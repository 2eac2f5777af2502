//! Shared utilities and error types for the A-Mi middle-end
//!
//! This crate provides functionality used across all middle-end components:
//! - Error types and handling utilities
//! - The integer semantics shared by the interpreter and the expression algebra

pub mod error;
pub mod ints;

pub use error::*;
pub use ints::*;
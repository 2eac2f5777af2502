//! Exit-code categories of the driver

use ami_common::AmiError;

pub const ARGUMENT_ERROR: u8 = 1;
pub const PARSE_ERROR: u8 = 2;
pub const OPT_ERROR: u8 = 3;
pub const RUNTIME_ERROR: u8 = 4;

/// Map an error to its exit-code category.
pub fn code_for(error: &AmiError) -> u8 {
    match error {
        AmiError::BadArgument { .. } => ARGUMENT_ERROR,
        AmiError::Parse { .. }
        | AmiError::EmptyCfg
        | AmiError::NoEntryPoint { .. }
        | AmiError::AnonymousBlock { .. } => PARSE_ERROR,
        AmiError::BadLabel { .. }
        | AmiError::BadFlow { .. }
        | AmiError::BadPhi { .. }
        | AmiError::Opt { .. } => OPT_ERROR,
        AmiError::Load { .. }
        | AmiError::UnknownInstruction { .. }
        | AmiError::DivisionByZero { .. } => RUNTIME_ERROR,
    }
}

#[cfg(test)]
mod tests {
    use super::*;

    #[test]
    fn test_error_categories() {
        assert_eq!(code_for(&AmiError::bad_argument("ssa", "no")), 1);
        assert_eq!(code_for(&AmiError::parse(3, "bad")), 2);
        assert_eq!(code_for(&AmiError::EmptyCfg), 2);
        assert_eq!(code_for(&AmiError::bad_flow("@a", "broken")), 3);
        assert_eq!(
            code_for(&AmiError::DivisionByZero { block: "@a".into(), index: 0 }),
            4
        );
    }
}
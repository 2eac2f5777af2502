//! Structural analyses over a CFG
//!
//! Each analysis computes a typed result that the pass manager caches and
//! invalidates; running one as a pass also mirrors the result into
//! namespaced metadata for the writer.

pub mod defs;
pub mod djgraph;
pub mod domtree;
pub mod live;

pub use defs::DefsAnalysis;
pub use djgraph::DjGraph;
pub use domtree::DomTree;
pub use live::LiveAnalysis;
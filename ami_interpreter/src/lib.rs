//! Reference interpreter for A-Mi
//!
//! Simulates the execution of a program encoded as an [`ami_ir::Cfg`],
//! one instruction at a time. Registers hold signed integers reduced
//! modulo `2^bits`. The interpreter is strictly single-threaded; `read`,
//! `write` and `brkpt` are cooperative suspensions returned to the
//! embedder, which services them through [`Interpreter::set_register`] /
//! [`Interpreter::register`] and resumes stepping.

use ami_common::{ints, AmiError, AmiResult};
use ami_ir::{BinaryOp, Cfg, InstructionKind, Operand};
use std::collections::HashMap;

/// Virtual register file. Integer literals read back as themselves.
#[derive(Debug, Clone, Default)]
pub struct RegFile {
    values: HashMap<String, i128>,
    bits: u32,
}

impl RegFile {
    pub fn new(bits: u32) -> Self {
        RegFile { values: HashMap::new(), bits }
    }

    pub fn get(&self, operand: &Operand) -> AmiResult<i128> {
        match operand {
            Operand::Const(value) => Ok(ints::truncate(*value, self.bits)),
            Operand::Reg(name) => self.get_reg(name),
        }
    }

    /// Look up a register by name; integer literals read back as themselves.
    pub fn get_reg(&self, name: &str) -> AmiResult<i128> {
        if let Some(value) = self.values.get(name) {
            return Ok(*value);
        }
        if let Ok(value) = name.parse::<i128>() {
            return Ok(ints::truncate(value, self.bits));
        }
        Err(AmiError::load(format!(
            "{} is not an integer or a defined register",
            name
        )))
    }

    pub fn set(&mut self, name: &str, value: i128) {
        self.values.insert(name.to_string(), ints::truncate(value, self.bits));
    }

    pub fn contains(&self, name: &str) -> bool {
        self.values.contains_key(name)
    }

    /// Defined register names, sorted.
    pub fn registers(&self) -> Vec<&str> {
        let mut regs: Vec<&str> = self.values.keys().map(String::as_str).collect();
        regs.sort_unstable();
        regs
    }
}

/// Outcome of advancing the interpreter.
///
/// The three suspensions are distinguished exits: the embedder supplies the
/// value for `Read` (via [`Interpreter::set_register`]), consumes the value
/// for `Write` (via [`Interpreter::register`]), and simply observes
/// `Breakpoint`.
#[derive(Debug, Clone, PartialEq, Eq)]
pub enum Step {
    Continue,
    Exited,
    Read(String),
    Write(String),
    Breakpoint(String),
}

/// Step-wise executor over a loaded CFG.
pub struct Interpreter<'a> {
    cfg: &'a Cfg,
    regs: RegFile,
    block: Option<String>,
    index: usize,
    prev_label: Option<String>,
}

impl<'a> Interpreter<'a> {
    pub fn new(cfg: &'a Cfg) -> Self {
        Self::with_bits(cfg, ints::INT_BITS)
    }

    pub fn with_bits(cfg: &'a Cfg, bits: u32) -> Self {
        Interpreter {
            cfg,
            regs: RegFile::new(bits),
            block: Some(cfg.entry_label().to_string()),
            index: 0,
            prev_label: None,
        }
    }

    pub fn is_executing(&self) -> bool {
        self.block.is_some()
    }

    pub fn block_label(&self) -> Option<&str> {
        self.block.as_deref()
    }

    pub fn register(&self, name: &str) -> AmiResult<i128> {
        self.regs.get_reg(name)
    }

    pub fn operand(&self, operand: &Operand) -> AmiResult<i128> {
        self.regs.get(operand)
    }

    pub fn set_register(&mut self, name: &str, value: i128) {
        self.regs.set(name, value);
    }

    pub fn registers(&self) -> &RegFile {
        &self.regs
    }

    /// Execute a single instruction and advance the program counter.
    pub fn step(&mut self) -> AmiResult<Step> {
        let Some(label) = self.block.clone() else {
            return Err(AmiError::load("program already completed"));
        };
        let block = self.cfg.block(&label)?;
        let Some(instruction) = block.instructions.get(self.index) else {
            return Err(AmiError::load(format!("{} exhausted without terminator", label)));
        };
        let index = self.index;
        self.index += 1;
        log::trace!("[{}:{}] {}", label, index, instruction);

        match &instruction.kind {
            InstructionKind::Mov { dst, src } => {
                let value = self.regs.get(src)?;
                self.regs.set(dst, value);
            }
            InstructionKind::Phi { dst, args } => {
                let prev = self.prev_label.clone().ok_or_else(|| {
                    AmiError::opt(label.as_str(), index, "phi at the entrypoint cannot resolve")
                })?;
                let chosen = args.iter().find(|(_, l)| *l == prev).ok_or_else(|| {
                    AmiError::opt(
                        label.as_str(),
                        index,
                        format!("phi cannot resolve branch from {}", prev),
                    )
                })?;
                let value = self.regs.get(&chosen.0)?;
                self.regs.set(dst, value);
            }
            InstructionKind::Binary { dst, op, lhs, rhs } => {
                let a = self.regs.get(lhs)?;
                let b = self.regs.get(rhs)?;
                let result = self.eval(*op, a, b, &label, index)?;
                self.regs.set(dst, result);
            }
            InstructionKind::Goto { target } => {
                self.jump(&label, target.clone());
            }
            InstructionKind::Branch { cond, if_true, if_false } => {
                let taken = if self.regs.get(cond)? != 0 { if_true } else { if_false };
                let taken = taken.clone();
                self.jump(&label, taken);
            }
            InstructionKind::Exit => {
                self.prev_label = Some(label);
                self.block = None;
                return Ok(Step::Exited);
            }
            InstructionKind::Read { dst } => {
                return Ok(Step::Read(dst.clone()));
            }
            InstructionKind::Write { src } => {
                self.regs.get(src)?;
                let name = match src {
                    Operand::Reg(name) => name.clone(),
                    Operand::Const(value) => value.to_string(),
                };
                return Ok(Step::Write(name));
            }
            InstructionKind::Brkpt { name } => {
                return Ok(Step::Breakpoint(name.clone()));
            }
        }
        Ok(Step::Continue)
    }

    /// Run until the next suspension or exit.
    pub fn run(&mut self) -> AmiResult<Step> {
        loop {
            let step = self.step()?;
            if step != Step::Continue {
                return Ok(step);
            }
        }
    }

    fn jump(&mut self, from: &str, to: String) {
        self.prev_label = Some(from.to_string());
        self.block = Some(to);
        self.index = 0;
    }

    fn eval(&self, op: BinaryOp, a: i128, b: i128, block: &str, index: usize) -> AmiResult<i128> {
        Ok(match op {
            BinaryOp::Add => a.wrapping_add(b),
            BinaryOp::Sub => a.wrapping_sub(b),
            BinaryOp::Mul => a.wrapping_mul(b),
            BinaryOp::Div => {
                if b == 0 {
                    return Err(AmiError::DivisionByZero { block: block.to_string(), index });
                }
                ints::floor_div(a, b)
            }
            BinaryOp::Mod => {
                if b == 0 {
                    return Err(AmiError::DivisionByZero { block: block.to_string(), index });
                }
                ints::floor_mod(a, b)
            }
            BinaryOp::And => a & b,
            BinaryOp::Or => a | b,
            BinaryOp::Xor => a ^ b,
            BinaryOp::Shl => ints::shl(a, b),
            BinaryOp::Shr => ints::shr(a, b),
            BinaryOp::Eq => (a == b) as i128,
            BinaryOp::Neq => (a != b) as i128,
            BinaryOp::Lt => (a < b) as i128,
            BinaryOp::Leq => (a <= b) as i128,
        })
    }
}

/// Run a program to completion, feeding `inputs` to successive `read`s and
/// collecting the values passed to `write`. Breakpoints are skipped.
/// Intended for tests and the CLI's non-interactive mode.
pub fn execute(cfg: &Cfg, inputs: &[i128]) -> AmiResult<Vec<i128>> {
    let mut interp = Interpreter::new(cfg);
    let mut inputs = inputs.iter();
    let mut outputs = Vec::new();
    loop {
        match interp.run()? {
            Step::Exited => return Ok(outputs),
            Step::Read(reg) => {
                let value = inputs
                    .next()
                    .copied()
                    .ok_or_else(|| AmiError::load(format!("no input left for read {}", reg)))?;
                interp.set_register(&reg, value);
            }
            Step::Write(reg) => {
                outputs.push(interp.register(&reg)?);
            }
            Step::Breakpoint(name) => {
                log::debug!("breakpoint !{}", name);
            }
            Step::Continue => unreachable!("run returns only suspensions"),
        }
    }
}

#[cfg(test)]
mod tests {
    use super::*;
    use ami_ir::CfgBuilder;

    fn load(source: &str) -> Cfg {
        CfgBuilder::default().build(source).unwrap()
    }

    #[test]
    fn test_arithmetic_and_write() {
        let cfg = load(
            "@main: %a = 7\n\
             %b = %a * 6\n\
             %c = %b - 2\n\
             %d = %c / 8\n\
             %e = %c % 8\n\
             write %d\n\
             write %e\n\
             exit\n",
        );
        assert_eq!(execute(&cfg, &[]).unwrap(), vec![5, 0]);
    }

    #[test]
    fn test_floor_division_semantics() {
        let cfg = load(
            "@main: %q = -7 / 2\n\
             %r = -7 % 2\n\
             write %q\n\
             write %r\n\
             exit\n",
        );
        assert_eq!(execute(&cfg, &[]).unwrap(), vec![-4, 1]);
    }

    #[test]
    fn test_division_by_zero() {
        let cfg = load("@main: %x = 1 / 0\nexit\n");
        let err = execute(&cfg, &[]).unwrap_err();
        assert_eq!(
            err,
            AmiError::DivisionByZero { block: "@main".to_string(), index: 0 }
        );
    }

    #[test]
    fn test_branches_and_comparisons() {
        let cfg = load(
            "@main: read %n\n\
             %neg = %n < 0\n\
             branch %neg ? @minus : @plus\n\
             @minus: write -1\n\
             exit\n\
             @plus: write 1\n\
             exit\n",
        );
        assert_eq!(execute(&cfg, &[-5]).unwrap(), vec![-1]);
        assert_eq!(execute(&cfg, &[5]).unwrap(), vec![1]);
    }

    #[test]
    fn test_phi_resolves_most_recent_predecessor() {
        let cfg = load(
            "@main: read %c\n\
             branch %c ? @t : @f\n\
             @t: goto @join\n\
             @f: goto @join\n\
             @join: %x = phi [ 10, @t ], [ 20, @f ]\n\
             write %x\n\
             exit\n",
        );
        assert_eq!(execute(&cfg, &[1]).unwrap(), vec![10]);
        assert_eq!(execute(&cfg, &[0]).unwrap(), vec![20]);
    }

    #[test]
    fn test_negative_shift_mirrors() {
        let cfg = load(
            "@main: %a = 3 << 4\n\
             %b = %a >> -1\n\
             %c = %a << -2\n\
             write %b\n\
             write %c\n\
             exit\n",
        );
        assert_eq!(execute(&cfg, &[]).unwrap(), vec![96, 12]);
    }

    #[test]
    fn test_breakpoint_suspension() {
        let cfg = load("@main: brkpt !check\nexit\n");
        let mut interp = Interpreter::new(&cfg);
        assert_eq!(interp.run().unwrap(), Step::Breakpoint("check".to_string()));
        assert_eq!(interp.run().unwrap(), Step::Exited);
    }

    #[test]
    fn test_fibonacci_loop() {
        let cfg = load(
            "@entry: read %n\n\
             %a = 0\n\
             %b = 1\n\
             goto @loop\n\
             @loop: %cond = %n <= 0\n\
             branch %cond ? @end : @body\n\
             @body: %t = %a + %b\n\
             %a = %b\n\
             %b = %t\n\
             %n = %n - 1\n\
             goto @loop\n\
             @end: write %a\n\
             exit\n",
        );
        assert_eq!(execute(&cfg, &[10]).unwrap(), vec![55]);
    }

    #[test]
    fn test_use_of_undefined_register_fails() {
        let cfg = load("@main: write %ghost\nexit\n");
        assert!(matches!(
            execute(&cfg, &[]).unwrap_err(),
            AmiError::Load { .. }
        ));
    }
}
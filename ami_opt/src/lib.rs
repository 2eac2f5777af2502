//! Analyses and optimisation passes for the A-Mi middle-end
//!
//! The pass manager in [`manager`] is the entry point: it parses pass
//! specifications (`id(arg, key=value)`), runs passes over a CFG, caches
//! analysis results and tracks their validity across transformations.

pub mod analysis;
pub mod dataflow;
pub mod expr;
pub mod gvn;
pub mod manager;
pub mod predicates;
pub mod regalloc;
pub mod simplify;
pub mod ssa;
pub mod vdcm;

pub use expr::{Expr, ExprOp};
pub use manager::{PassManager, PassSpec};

[Action item] Copy out, from the material above, each line where the word "minus" is present.

[Final answer]
             branch %neg ? @minus : @plus\n\
             @minus: write -1\n\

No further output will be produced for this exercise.